■ Work to be completed: Your task is to gather the lines below that hold the string "Next".

....

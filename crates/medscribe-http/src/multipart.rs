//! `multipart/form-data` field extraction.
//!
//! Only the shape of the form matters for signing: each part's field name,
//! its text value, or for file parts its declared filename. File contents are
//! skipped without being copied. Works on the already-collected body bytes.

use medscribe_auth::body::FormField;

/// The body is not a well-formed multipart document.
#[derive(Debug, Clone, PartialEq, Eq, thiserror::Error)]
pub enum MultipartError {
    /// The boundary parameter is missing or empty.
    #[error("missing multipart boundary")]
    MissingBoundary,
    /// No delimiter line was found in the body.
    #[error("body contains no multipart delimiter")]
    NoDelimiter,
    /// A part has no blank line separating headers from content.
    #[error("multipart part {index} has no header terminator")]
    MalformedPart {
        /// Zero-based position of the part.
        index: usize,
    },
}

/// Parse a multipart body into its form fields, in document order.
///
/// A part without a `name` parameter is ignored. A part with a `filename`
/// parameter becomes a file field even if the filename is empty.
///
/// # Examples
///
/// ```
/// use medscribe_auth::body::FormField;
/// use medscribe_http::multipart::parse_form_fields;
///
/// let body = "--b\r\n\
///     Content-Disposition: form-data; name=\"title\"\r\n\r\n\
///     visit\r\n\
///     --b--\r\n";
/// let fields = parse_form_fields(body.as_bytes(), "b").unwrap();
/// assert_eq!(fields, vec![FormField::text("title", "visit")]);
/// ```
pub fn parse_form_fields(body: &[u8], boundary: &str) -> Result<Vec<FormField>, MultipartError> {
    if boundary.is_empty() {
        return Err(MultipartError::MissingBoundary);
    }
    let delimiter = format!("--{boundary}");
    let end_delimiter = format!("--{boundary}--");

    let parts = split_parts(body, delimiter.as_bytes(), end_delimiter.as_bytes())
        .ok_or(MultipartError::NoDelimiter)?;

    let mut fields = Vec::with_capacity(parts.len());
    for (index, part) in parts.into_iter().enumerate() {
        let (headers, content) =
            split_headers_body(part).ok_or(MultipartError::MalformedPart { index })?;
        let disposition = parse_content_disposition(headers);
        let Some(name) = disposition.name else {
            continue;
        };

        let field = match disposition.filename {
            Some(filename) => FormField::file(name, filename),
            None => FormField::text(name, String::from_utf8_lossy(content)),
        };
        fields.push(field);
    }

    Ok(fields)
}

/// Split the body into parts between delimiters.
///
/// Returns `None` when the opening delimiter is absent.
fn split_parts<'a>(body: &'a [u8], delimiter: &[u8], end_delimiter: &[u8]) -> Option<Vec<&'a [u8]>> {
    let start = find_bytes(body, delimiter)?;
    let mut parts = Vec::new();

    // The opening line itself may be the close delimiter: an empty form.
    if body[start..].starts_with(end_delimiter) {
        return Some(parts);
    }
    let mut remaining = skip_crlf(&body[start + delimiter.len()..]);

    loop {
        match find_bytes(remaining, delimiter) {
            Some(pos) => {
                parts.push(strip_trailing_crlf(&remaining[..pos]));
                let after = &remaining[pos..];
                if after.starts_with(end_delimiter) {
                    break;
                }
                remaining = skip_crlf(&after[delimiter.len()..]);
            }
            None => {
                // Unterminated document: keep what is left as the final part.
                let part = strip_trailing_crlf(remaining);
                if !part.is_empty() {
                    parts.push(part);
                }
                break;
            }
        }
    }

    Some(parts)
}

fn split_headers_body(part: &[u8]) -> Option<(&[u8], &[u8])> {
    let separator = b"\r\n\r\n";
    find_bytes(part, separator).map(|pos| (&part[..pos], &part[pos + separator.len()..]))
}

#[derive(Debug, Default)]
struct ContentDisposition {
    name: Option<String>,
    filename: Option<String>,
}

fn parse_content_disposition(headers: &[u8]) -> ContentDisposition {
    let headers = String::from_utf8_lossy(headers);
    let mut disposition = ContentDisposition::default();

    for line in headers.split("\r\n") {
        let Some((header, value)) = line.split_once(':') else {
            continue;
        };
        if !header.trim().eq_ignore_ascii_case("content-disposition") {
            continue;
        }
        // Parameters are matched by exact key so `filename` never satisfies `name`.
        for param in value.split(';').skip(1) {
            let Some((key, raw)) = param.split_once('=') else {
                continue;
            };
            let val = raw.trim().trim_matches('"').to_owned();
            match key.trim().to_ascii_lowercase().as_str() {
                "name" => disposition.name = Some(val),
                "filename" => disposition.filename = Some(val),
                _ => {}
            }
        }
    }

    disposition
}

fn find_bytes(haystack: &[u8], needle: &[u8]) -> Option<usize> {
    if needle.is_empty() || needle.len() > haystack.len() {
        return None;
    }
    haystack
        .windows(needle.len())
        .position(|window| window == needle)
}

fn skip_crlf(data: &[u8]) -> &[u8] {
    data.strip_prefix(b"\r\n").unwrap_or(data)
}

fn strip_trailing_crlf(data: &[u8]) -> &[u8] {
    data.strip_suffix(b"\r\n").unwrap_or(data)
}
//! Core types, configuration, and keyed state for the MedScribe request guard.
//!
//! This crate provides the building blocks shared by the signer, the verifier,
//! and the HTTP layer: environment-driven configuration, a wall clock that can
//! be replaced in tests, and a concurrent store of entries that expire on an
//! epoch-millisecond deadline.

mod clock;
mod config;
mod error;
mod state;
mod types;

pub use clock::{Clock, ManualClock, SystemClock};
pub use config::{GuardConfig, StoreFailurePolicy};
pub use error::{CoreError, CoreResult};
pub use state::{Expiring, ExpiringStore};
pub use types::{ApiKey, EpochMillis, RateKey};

....

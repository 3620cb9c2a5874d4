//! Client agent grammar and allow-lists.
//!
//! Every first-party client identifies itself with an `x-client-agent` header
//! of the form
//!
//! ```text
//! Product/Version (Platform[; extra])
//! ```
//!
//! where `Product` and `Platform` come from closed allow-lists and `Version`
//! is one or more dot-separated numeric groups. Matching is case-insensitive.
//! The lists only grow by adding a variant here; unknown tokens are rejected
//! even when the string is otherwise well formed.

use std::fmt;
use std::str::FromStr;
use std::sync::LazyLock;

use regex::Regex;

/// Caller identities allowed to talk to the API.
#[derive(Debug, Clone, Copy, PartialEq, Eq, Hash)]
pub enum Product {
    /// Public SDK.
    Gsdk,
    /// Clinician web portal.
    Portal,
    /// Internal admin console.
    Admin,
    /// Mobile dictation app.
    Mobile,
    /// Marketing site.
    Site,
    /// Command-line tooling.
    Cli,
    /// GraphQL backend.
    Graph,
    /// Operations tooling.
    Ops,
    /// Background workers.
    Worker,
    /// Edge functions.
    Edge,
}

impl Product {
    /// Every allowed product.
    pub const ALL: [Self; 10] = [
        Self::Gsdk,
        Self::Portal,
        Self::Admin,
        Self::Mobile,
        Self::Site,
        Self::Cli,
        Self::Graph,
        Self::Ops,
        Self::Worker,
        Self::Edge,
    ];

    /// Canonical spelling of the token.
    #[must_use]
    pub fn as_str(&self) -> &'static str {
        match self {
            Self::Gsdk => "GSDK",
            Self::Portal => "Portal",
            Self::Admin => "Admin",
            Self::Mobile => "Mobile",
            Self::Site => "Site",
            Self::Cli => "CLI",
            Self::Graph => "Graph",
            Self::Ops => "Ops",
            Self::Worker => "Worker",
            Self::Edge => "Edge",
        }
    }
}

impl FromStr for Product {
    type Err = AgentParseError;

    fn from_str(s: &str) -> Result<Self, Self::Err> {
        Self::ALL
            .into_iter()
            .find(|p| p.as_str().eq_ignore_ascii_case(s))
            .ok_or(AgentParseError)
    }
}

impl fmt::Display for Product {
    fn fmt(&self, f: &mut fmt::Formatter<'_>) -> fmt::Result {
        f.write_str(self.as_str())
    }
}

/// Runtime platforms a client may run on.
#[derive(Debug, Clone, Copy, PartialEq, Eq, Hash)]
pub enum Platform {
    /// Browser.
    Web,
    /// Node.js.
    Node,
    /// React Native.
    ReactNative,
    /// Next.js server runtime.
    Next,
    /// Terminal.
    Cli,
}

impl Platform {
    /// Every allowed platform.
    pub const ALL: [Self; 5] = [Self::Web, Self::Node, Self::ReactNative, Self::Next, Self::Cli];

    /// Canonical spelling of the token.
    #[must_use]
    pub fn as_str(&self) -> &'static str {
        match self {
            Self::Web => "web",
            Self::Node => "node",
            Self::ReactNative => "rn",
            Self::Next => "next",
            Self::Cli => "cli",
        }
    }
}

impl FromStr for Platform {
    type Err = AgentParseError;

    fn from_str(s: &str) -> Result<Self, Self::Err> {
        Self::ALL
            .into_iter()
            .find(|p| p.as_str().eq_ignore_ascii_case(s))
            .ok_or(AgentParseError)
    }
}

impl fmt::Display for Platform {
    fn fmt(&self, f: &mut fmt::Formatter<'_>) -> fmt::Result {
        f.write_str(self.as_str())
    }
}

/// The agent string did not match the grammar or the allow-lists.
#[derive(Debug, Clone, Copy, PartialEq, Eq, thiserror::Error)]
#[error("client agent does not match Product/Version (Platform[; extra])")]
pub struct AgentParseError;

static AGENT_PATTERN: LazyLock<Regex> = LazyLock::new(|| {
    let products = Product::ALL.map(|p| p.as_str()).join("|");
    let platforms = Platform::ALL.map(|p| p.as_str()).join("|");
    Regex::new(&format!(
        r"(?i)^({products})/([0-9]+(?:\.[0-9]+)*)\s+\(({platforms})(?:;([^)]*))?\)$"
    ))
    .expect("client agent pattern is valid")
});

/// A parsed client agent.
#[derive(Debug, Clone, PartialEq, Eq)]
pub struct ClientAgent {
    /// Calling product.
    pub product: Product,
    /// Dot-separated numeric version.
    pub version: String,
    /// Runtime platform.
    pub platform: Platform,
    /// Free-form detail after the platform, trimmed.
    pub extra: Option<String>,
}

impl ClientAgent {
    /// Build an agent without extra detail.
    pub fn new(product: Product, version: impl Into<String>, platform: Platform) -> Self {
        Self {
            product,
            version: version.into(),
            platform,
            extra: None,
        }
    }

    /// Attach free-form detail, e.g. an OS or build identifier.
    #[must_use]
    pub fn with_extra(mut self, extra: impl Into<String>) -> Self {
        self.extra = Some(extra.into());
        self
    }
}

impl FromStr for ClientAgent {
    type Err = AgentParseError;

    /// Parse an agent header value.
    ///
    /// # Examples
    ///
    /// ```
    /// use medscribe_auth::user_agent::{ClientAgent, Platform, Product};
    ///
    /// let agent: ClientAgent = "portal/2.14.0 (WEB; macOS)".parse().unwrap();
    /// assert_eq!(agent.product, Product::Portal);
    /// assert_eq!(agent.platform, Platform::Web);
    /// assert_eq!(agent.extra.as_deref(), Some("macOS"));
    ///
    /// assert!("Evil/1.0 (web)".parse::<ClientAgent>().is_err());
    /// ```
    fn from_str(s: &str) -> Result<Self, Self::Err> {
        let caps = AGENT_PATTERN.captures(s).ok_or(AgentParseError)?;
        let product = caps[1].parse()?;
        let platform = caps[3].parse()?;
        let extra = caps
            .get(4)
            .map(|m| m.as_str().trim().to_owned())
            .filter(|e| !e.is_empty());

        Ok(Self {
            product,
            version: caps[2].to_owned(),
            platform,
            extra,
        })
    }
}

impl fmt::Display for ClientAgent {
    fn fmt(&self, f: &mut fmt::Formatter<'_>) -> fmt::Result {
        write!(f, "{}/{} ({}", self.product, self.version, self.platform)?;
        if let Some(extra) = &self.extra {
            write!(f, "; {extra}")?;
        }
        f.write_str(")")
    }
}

....

■ Exercise output:
    /// Next.js server runtime.
    Next,
    pub const ALL: [Self; 5] = [Self::Web, Self::Node, Self::ReactNative, Self::Next, Self::Cli];
            Self::Next => "next",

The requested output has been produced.